*DATA TO EXAMINE*
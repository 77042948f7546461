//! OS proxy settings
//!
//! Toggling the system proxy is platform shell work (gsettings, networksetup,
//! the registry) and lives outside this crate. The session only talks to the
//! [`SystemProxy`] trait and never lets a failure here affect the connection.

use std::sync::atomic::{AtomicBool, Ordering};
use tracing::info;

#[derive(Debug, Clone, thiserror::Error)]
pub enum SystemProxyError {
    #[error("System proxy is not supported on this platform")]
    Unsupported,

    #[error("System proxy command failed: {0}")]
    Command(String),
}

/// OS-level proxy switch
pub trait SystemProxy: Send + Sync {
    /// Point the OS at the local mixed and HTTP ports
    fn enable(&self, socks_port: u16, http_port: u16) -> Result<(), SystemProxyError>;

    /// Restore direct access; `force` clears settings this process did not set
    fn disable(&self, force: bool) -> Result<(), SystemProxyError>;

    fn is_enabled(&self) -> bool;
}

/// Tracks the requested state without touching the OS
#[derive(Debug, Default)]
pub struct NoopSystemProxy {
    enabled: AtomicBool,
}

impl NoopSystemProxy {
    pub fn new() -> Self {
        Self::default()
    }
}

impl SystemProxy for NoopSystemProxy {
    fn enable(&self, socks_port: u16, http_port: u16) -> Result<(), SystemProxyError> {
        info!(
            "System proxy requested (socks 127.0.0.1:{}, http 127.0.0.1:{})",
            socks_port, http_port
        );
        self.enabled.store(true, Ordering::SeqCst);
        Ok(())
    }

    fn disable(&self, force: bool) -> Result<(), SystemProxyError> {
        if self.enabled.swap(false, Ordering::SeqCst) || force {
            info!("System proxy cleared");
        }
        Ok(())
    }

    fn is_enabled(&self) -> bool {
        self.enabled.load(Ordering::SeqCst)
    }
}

*AIM OF THE TASK*
Select all lines with the word "SystemProxyError" from the entries above.

*SOLUTION*
pub enum SystemProxyError {
    fn enable(&self, socks_port: u16, http_port: u16) -> Result<(), SystemProxyError>;
    fn disable(&self, force: bool) -> Result<(), SystemProxyError>;
    fn enable(&self, socks_port: u16, http_port: u16) -> Result<(), SystemProxyError> {
    fn disable(&self, force: bool) -> Result<(), SystemProxyError> {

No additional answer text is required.